Your task → For the material below, count each line where the string "OperatingPoint" appears, then return the total alone.

(Beginning of Exercise materials)

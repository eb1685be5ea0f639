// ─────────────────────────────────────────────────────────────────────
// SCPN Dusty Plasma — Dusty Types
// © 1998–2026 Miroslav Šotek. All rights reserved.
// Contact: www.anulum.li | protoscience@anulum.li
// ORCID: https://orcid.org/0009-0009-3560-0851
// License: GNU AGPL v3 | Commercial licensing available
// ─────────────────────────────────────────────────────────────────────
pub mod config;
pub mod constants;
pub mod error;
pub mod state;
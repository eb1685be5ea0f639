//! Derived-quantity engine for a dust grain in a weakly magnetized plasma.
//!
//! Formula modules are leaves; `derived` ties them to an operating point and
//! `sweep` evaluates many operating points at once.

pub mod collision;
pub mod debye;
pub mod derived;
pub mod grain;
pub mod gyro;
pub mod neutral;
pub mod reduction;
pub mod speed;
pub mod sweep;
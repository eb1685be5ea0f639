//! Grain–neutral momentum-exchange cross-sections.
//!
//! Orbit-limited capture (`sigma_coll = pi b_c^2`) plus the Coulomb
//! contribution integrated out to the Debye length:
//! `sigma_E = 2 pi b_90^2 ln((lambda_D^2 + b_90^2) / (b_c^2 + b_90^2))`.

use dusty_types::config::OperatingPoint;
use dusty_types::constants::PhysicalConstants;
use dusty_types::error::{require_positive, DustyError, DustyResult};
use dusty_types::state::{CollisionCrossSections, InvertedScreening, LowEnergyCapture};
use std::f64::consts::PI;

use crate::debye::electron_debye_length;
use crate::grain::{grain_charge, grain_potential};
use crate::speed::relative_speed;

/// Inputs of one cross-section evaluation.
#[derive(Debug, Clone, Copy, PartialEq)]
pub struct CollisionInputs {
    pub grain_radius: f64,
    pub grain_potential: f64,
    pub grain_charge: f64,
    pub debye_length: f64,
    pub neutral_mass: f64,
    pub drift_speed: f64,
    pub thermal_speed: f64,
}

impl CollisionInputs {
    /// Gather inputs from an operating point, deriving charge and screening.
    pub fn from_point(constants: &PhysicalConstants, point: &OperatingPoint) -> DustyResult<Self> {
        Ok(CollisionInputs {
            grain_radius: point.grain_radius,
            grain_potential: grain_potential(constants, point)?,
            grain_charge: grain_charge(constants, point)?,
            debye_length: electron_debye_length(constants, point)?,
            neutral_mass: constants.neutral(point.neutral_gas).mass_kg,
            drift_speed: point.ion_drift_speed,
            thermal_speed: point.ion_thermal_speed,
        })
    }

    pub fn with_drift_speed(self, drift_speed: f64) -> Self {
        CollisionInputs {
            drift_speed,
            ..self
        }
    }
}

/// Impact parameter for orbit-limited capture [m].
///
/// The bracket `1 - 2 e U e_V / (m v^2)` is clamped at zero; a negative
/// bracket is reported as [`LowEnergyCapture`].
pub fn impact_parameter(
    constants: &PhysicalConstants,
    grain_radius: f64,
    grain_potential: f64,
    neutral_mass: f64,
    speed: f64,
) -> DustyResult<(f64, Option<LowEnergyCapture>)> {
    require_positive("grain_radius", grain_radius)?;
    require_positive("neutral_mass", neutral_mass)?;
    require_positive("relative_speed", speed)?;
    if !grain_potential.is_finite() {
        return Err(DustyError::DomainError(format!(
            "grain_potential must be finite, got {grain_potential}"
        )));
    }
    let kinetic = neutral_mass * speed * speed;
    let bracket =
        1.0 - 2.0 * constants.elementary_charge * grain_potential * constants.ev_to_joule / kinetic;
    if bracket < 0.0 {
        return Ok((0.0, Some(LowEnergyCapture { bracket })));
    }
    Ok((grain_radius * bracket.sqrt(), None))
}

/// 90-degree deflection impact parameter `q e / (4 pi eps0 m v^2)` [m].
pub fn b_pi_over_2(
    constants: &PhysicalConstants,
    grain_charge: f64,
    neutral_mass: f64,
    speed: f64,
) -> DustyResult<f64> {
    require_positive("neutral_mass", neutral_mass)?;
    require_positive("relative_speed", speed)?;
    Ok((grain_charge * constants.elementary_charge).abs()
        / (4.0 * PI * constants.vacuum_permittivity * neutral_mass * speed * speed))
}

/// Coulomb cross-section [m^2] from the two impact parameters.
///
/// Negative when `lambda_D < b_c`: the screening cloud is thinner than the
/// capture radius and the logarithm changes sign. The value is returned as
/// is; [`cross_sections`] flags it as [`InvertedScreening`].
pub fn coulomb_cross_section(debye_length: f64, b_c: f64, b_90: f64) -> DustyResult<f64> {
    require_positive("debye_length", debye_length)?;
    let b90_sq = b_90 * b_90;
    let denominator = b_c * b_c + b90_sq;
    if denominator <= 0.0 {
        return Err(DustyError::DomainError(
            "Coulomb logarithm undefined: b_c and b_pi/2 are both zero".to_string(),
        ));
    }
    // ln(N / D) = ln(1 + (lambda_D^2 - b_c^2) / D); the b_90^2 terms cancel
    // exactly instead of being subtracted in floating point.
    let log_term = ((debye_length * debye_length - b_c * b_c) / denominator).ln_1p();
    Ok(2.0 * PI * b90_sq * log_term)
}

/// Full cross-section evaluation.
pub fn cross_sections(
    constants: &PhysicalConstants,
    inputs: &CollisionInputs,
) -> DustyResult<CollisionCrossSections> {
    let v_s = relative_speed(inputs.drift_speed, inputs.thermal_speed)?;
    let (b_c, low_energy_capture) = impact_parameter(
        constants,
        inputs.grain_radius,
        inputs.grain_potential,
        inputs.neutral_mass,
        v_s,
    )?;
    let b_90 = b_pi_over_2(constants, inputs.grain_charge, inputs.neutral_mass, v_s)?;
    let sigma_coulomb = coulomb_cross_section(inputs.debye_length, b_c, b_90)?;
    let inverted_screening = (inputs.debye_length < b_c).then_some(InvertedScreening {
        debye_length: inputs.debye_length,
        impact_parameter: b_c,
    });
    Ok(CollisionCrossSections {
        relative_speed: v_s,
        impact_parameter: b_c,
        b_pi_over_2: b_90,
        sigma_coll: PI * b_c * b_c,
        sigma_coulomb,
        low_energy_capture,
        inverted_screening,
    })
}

(End of Exercise materials)

Answer for the task → 2